Pourquoi Cahier d’un retour au pays natal et Aimé Césaire
Il faut parler Césaire, l’avoir en bouche et en poitrine,
accueillir dans les os de son crâne l’activité tellurique
de son verbe, même en murmure il peut propager
un écho dans ce qui souffre d’une anémie d’exaltation.1
Aimé Césaire, le Nègre fondamental a posé sa plume le 17 avril 2008 à l’âge de 94 ans
après avoir officié comme maire de Fort-de-France pendant cinquante-six ans. Il laisse une
œuvre littéraire et une vision du monde qui ont marqué la culture francophone et mondiale.
Il était l’un des derniers fondateurs de la négritude vivants. Ce mouvement a aujourd’hui
évolué vers le métissage universel. Même la jeune génération d'écrivains martiniquais, qui
ont pris leur distance par rapport à la négritude pour se définir comme métis et créoles,
reconnaissent volontiers ce qu'ils doivent à ce père spirituel dont découle la liberté antillaise
présente et à venir : C'est la négritude césairienne qui nous a ouvert le passage vers l'ici
d'une Antillanité désormais postulable, et elle-même en marche vers un autre degré
d'authenticité qui restait à nommer, écrivent le trio Chamoiseau, Confiant et Bernabé.
Cahier d’un retour au pays natal est considéré comme l’hymne des Noirs du monde entier.
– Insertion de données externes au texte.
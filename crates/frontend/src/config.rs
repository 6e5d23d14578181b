//! Configuration system for the vector front end.
//!
//! This module defines all configuration structures used to parameterize the
//! front end. It provides:
//! 1. **Defaults:** Baseline hardware constants (register geometry, bus shape,
//!    queue depths, floating-point width support).
//! 2. **Structures:** Hierarchical config for the decoder and address generator.
//!
//! Configuration is supplied via JSON or use `Config::default()`.

use serde::Deserialize;

use crate::common::constants;

/// Default configuration constants for the front end.
mod defaults {
    use crate::common::constants;

    /// Vector register width in bits.
    pub const VLEN: u32 = constants::VLEN;

    /// Maximum supported element width in bits.
    pub const ELEN: u32 = constants::ELEN;

    /// Native bus transfer width in bytes per beat.
    pub const BUS_WIDTH: u64 = constants::BUS_WIDTH;

    /// Page size in bytes; no burst may cross this boundary.
    pub const PAGE_SIZE: u64 = constants::PAGE_SIZE;

    /// Maximum beats per burst.
    pub const MAX_BURST_BEATS: u64 = constants::MAX_BURST_BEATS;

    /// Depth of the burst descriptor queue between the address generator
    /// and its downstream consumer.
    pub const DESCRIPTOR_QUEUE_DEPTH: usize = 4;

    /// Depth of the incoming memory-request FIFO in the address generator.
    pub const REQUEST_FIFO_DEPTH: usize = 2;

    /// Depth of the memory-unit channel mirroring emitted bursts.
    pub const MEM_FIFO_DEPTH: usize = 8;
}

/// Floating-point element widths the execution lanes support.
///
/// Restricts which element widths are legal for floating-point opcode classes;
/// integer classes are unaffected.
#[derive(Debug, Clone, Copy, PartialEq, Eq, Deserialize)]
#[serde(default)]
pub struct FpWidthSupport {
    /// 16-bit (half-precision) elements supported.
    pub f16: bool,
    /// 32-bit (single-precision) elements supported.
    pub f32: bool,
    /// 64-bit (double-precision) elements supported.
    pub f64: bool,
}

impl Default for FpWidthSupport {
    fn default() -> Self {
        Self {
            f16: false,
            f32: true,
            f64: true,
        }
    }
}

impl FpWidthSupport {
    /// Returns true if the given element width (in bits) is a supported
    /// floating-point width.
    pub fn supports(&self, bits: u32) -> bool {
        match bits {
            16 => self.f16,
            32 => self.f32,
            64 => self.f64,
            _ => false,
        }
    }
}

/// Address generator parameters.
#[derive(Debug, Clone, Copy, PartialEq, Eq, Deserialize)]
#[serde(default)]
pub struct AguConfig {
    /// Native bus transfer width in bytes per beat.
    pub bus_width: u64,
    /// Page size in bytes; a single burst never crosses this boundary.
    pub page_size: u64,
    /// Maximum number of beats in one burst.
    pub max_burst_beats: u64,
    /// Capacity of the burst descriptor queue.
    pub descriptor_queue_depth: usize,
    /// Capacity of the incoming request FIFO.
    pub request_fifo_depth: usize,
    /// Capacity of the memory-unit channel; emission stalls while it is
    /// full.
    pub mem_fifo_depth: usize,
}

impl Default for AguConfig {
    fn default() -> Self {
        Self {
            bus_width: defaults::BUS_WIDTH,
            page_size: defaults::PAGE_SIZE,
            max_burst_beats: defaults::MAX_BURST_BEATS,
            descriptor_queue_depth: defaults::DESCRIPTOR_QUEUE_DEPTH,
            request_fifo_depth: defaults::REQUEST_FIFO_DEPTH,
            mem_fifo_depth: defaults::MEM_FIFO_DEPTH,
        }
    }
}

/// Root configuration for the vector front end.
#[derive(Debug, Clone, Copy, PartialEq, Eq, Deserialize)]
#[serde(default)]
pub struct Config {
    /// Vector register width in bits (VLEN). Must be a power of two.
    pub vlen: u32,
    /// Maximum supported element width in bits (ELEN).
    pub elen: u32,
    /// Floating-point element width capability set.
    pub fp_widths: FpWidthSupport,
    /// Address generator parameters.
    pub agu: AguConfig,
}

impl Default for Config {
    fn default() -> Self {
        Self {
            vlen: defaults::VLEN,
            elen: defaults::ELEN,
            fp_widths: FpWidthSupport::default(),
            agu: AguConfig::default(),
        }
    }
}

impl Config {
    /// Vector register width in bytes (VLENB).
    #[inline]
    pub fn vlenb(&self) -> u64 {
        u64::from(self.vlen) / 8
    }
}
C’est un pamphlet en forme de long poème écrit au vitriol, un cri de révolte et de désespoir,
un texte qui va accélérer la prise de conscience et les luttes pour les indépendances en
Afrique. Césaire a été la voix de la conscience nègre, de ses souffrances et de ses
exigences sans omettre toutefois qu’il a toujours refusé d’évincer les intellectuels blancs du
combat identitaire des Noirs des Antilles ou d’Afrique. Pour lui, cette identité noire était
universelle et non synonyme de clivage entre les Hommes. Son combat peut se résumer
dans une de ses propres phrases: Je suis un Martiniquais, un Africain transporté, mais je
suis avant tout un homme, et un homme qui veut l’accomplissement de l’humanité de
l’homme.
La victoire inattendue et prometteuse de Barack Obama est le fruit de combats livrés par de
grandes figures noires telles que Marcus Garvey, Malcom X, Angela Davis, Mohamed Ali,
Martin Luther King et Aimé Césaire. Ils ont rêvé et combattu pour un monde plus juste pour
l’homme noir et tous les hommes.
La lecture du Cahier d’un retour au pays natal m’a donné l’envie d’en faire un monologue
théâtral car son écriture appelle à l’oralité. Ce texte qui combat âprement le racisme et le
colonialisme nous offre une poésie lyrique qui égale les plus grands poètes de langue
française. C’est une œuvre de refondation qui repose sur une question fondamentale :
Qui et quels nous sommes ?
David Valère
Le Cahier, après une descente orgueilleuse dans l’enfer colonial,
s’achève en une assomption grandiose où le poète proclame
sa négritude-humanité, avec une force incantatoire qui ébranlera
les assises du monde. Un souffle de baptême pour les colonisés
du monde, battus et opprimés et pour les nègres bien sûr.1
1 Patrick Chamoiseau, Ecrire en Pays dominé, Paris, 1997.